SECTIONAL EVALUATION
The sections are further evaluated towards its limitations. As the clusters are designed to form buildings with varying density, the exercise demanded stacking of such clusters over each other to achieve the respective densities. Starting with low density blocks, 7 floors with the intermediate floor for interaction on 4th floor is easily accessible from both the lower as well as the higher floors. The same concept is later applied to the medium and high rise density blocks, i.e. for 12 floors, 16 floors and 20 floors. It was impractical to go vertical than 20 floors as in that case, the intermediate floor for interaction will not be easily accessible from the extremes of the buildings, thus the entire idea of building such spaces will be lost. This helped in defining the height limitations for the buildings proposed and thus the ranges for densities are defined The buildings of height in range of 7th to 11th are low rise, from 12th to 15th are medium rise and from 16th to 20th storeys fall in high density.

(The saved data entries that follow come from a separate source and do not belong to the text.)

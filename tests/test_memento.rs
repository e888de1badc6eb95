use std::cell::RefCell;
use std::rc::Rc;
use std::time::Duration;

use invaders::config::DifficultyLevel;
use invaders::engine::GameEngine;
use invaders::entities::*;
use invaders::events::EventPublisher;
use invaders::memento::GameMemento;
use invaders::observer::GameObserver;
use invaders::strategy::ProjectileStrategy;
use invaders::vector::Vector2D;

use pretty_assertions::assert_eq;
use rand::rngs::mock::StepRng;
use serde_json::json;

// ── Helpers ───────────────────────────────────────────────────────────────────

/// Two enemies (fast, slow), one bunker, player at (400, 500) on 800×600.
fn engine() -> GameEngine {
    let doc = json!({
        "Game": { "size": { "x": 800, "y": 600 } },
        "Player": { "speed": 2, "lives": 3, "position": { "x": 400, "y": 500 } },
        "Bunkers": [ { "position": { "x": 100, "y": 400 }, "size": { "x": 60, "y": 30 } } ],
        "Enemies": [
            { "position": { "x": 200, "y": 50 }, "projectile": "fast_straight" },
            { "position": { "x": 300, "y": 50 }, "projectile": "slow_straight" },
        ],
    });
    let level = DifficultyLevel::from_json(&doc.to_string()).unwrap();
    GameEngine::new(&level, EventPublisher::new())
}

fn quiet_rng() -> StepRng {
    StepRng::new(u64::MAX, 0)
}

fn ids_of(engine: &GameEngine, kind: EntityKind) -> Vec<EntityId> {
    engine
        .renderables()
        .filter(|(_, e)| e.kind() == kind)
        .map(|(id, _)| id)
        .collect()
}

/// Positions of the enemy side, sorted so id changes don't matter.
fn enemy_side_positions(engine: &GameEngine) -> Vec<(f32, f32)> {
    let mut out: Vec<(f32, f32)> = engine
        .renderables()
        .filter(|(_, e)| e.kind().is_enemy_side())
        .map(|(_, e)| (e.position.x, e.position.y))
        .collect();
    out.sort_by(|a, b| a.partial_cmp(b).unwrap());
    out
}

fn fire_enemy_shot(engine: &mut GameEngine, owner: EntityId, at: Vector2D) -> EntityId {
    let strategy = engine.entity(owner).unwrap().strategy().unwrap();
    engine.spawn(Entity::enemy_projectile(at, strategy, Some(owner)))
}

#[derive(Default)]
struct Recorder {
    removed: Vec<Vec<EntityId>>,
    scores: Vec<u32>,
    times: Vec<Duration>,
}

impl GameObserver for Recorder {
    fn time_changed(&mut self, elapsed: Duration) {
        self.times.push(elapsed);
    }

    fn score_changed(&mut self, score: u32) {
        self.scores.push(score);
    }

    fn renderables_removed(&mut self, removed: &[EntityId]) {
        self.removed.push(removed.to_vec());
    }
}

// ── Capture ───────────────────────────────────────────────────────────────────

#[test]
fn capture_keeps_only_the_enemy_side() {
    let mut engine = engine();
    let enemy = ids_of(&engine, EntityKind::Enemy)[0];
    fire_enemy_shot(&mut engine, enemy, Vector2D::new(200.0, 100.0));
    engine.spawn(Entity::player_projectile(Vector2D::new(50.0, 300.0)));

    engine.save_state_to_memento();

    let memento = engine.memento().unwrap();
    assert_eq!(memento.len(), 3);
    assert!(memento.entities().all(|e| e.kind().is_enemy_side()));
}

#[test]
fn capture_is_a_copy() {
    let mut engine = engine();
    let enemy = ids_of(&engine, EntityKind::Enemy)[0];
    let memento = GameMemento::capture(engine.renderables(), 3, 1.5);

    engine.entity_mut(enemy).unwrap().position.x = 700.0;

    assert!(memento.entities().all(|e| e.position.x != 700.0));
    assert_eq!(memento.score(), 3);
    assert_eq!(memento.time_elapsed(), 1.5);
}

#[test]
fn saving_again_replaces_the_snapshot() {
    let mut engine = engine();
    engine.save_state_to_memento();
    engine.update_score(9);
    engine.save_state_to_memento();
    assert_eq!(engine.memento().map(GameMemento::score), Some(9));
}

// ── Restore ───────────────────────────────────────────────────────────────────

#[test]
fn restore_without_snapshot_changes_nothing() {
    let mut engine = engine();
    engine.update_score(4);
    let before = enemy_side_positions(&engine);

    assert!(!engine.restore_state_from_memento());

    assert_eq!(engine.score(), 4);
    assert_eq!(enemy_side_positions(&engine), before);
    assert!(!engine.has_snapshot());
}

#[test]
fn save_clear_restore_round_trip() {
    let mut engine = engine();
    let enemies = ids_of(&engine, EntityKind::Enemy);
    fire_enemy_shot(&mut engine, enemies[0], Vector2D::new(205.0, 80.0));
    fire_enemy_shot(&mut engine, enemies[1], Vector2D::new(305.0, 80.0));
    engine.update_score(7);
    engine.set_time_elapsed(12.5);
    let saved = enemy_side_positions(&engine);

    engine.save_state_to_memento();
    engine.clear_enemies_and_projectiles();
    assert_eq!(engine.count_of(EntityKind::Enemy), 0);
    assert_eq!(engine.count_of(EntityKind::EnemyProjectile), 0);
    engine.update_score(100);

    assert!(engine.restore_state_from_memento());

    assert_eq!(engine.count_of(EntityKind::Enemy), 2);
    assert_eq!(engine.count_of(EntityKind::EnemyProjectile), 2);
    assert_eq!(enemy_side_positions(&engine), saved);
    assert_eq!(engine.score(), 7);
    assert_eq!(engine.time_elapsed(), 12.5);
}

#[test]
fn restore_rolls_back_later_play() {
    let mut engine = engine();
    engine.save_state_to_memento();
    let saved = enemy_side_positions(&engine);

    for _ in 0..30 {
        engine.step(0.02, &mut quiet_rng());
        engine.reconcile();
    }
    engine.cheat_remove_enemies_with_fast_projectiles();
    assert_ne!(enemy_side_positions(&engine), saved);

    engine.restore_state_from_memento();

    assert_eq!(enemy_side_positions(&engine), saved);
    assert_eq!(engine.score(), 0);
    assert_eq!(engine.time_elapsed(), 0.0);
    assert!(ids_of(&engine, EntityKind::Enemy)
        .iter()
        .all(|id| engine.entity(*id).unwrap().is_alive()));
}

#[test]
fn restore_leaves_player_bunkers_and_player_shots_alone() {
    let mut engine = engine();
    engine.save_state_to_memento();

    let shot = engine.spawn(Entity::player_projectile(Vector2D::new(50.0, 300.0)));
    let bunker = ids_of(&engine, EntityKind::Bunker)[0];
    engine.entity_mut(bunker).unwrap().take_damage(2);
    let player = engine.player_id();
    engine.entity_mut(player).unwrap().position.x = 123.0;

    engine.restore_state_from_memento();

    assert_eq!(engine.count_of(EntityKind::PlayerProjectile), 1);
    assert!(engine.entity(shot).is_some());
    assert_eq!(engine.entity(bunker).unwrap().health, BUNKER_HEALTH - 2);
    assert_eq!(engine.player_position().x, 123.0);
    assert_eq!(engine.count_of(EntityKind::Player), 1);
}

#[test]
fn restored_entities_do_not_alias_the_snapshot() {
    let mut engine = engine();
    engine.save_state_to_memento();
    let saved = enemy_side_positions(&engine);

    engine.restore_state_from_memento();
    for id in ids_of(&engine, EntityKind::Enemy) {
        engine.entity_mut(id).unwrap().position.y = 500.0;
    }

    // The snapshot still holds the old positions, so a second rollback works.
    assert!(engine.has_snapshot());
    engine.restore_state_from_memento();
    assert_eq!(enemy_side_positions(&engine), saved);
}

#[test]
fn restored_projectiles_point_at_restored_enemies() {
    let mut engine = engine();
    let enemy = ids_of(&engine, EntityKind::Enemy)[1];
    fire_enemy_shot(&mut engine, enemy, Vector2D::new(305.0, 80.0));
    engine.save_state_to_memento();

    engine.restore_state_from_memento();

    assert!(engine.entity(enemy).is_none());
    let (_, shot) = engine
        .renderables()
        .find(|(_, e)| e.kind() == EntityKind::EnemyProjectile)
        .unwrap();
    let owner = shot.owner().unwrap();
    let restored = engine.entity(owner).unwrap();
    assert_eq!(restored.kind(), EntityKind::Enemy);
    assert_eq!(restored.strategy(), Some(ProjectileStrategy::SlowStraight));
    assert_eq!(restored.position, Vector2D::new(300.0, 50.0));
}

#[test]
fn restore_drops_enemy_shots_still_waiting_to_spawn() {
    let mut engine = engine();
    engine.save_state_to_memento();

    // Every enemy fires this tick; nothing is reconciled yet.
    engine.step(0.02, &mut StepRng::new(0, 0));
    assert_eq!(engine.pending().pending_spawns().len(), 2);

    engine.restore_state_from_memento();
    assert!(engine.pending().pending_spawns().is_empty());

    engine.reconcile();
    assert_eq!(engine.count_of(EntityKind::EnemyProjectile), 0);
    assert_eq!(engine.count_of(EntityKind::Enemy), 2);
}

#[test]
fn restore_notifies_observers() {
    let mut engine = engine();
    let recorder = Rc::new(RefCell::new(Recorder::default()));
    engine.add_observer(Rc::clone(&recorder));

    engine.update_score(3);
    engine.save_state_to_memento();
    let before = ids_of(&engine, EntityKind::Enemy);
    engine.update_score(5);

    engine.restore_state_from_memento();

    let recorder = recorder.borrow();
    assert_eq!(recorder.removed, vec![before]);
    assert_eq!(recorder.scores.last(), Some(&3));
    assert_eq!(recorder.times.last(), Some(&Duration::ZERO));
}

Using these heights as guidelines for calculating the population per building for respective densities, the ranges are distributed accordingly to meet the desired density.
CONCLUSION
Synopsizing the project, our aim for designing a well articulated and integrated network was achieved by transforming the connections to spaces and through them link the desired nodes - attractor points. At the same time the system is capable of adapting to density growths, using the proposed strategies, occupying more of the open spaceof the area. Nevertheless there could have been further morphological exploration of the produced system, in coherence with enviromental conditions and performances as well as reevaluation of produced spaces and their qualities, on the bigger scale of the open urban spaces.